** Dataset follows **

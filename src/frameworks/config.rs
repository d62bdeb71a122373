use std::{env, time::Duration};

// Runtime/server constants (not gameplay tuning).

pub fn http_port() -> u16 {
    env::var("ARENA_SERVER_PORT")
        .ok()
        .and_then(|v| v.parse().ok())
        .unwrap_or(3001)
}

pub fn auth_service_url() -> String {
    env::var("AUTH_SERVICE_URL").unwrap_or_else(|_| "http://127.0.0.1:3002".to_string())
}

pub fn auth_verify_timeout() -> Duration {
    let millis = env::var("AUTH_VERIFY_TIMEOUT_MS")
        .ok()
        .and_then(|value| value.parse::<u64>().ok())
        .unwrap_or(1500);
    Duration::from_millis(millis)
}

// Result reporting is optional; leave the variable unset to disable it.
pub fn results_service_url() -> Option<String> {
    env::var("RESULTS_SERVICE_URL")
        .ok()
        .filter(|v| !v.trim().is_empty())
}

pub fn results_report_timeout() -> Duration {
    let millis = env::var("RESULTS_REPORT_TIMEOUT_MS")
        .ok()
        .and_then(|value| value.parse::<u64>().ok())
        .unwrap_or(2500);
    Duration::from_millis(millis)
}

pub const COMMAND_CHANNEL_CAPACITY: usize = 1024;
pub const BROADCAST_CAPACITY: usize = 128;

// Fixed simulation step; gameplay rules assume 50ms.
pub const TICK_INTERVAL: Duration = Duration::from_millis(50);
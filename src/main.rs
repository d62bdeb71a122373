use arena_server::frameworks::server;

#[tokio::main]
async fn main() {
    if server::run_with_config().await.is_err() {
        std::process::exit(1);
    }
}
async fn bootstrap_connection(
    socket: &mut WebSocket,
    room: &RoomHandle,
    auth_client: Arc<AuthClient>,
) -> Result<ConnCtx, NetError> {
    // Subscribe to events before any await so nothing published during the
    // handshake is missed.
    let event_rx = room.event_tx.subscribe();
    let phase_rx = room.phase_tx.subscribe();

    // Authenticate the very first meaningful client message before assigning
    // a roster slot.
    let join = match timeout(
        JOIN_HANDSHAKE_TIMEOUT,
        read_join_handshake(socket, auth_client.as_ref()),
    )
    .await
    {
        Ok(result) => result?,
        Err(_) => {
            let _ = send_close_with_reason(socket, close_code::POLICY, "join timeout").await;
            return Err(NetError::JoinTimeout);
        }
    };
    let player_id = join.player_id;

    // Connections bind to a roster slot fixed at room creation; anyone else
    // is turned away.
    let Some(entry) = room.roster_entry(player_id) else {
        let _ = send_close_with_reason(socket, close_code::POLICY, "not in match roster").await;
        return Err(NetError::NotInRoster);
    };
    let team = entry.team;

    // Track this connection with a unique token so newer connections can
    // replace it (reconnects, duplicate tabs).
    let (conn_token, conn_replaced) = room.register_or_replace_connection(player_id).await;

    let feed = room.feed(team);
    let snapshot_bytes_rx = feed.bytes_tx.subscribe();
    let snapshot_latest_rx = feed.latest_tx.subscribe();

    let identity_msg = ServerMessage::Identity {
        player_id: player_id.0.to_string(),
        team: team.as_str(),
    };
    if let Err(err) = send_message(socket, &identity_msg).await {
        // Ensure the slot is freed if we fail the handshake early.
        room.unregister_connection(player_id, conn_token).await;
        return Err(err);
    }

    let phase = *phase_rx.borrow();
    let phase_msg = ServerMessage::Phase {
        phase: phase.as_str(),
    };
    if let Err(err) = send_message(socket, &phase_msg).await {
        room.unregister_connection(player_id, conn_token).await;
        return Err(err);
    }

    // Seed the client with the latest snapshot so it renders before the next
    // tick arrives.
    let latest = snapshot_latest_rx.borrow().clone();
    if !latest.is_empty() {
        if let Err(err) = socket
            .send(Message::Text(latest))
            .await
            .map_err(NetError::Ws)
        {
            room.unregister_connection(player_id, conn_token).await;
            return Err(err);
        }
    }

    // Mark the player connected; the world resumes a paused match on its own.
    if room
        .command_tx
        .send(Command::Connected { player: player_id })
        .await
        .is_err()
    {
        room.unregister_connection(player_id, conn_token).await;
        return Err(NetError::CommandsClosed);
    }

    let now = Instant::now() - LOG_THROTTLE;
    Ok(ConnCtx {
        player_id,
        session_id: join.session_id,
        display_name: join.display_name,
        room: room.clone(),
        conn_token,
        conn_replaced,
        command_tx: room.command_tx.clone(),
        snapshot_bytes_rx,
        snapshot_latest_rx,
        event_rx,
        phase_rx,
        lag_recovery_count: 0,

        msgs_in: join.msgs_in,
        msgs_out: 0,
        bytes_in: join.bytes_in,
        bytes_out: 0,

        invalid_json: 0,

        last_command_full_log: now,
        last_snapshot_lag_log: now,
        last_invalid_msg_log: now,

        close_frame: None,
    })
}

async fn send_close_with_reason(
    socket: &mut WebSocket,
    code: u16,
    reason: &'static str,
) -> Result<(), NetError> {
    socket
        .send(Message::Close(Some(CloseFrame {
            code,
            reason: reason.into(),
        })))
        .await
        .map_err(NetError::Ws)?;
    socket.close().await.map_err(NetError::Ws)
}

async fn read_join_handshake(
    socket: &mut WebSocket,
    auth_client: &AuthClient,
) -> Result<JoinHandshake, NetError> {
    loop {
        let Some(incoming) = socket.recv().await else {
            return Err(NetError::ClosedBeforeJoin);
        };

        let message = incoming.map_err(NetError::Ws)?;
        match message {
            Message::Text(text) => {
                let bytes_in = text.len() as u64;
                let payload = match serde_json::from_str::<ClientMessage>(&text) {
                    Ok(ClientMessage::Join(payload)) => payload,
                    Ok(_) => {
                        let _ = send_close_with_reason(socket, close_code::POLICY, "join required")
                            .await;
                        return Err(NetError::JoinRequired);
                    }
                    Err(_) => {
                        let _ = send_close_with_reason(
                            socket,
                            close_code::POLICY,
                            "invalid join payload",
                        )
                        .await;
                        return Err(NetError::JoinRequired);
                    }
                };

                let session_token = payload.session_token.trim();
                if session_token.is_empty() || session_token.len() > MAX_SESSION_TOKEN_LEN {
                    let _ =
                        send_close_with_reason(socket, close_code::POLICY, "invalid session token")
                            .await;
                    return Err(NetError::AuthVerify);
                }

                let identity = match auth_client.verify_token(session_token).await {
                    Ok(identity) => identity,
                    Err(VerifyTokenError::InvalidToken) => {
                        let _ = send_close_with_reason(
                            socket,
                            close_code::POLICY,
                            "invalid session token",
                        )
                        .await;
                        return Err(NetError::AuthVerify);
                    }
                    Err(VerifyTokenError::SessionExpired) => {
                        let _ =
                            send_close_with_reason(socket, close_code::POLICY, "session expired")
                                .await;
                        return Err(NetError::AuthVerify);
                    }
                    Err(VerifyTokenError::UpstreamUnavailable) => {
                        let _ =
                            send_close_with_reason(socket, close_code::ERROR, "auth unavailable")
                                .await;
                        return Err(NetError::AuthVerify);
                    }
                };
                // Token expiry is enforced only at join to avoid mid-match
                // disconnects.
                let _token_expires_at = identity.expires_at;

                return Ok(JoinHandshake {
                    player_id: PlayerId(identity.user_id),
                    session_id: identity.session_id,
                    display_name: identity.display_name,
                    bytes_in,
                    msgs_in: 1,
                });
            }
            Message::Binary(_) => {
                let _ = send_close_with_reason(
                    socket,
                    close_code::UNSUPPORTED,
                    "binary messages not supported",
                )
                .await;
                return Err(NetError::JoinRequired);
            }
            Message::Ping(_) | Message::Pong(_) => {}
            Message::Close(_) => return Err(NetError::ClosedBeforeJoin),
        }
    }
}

** End of Dataset **

To do: Report all lines of the data above that include the string "Duration".

Solution for this task:
use std::{env, time::Duration};
pub fn auth_verify_timeout() -> Duration {
    Duration::from_millis(millis)
pub fn results_report_timeout() -> Duration {
    Duration::from_millis(millis)
pub const TICK_INTERVAL: Duration = Duration::from_millis(50);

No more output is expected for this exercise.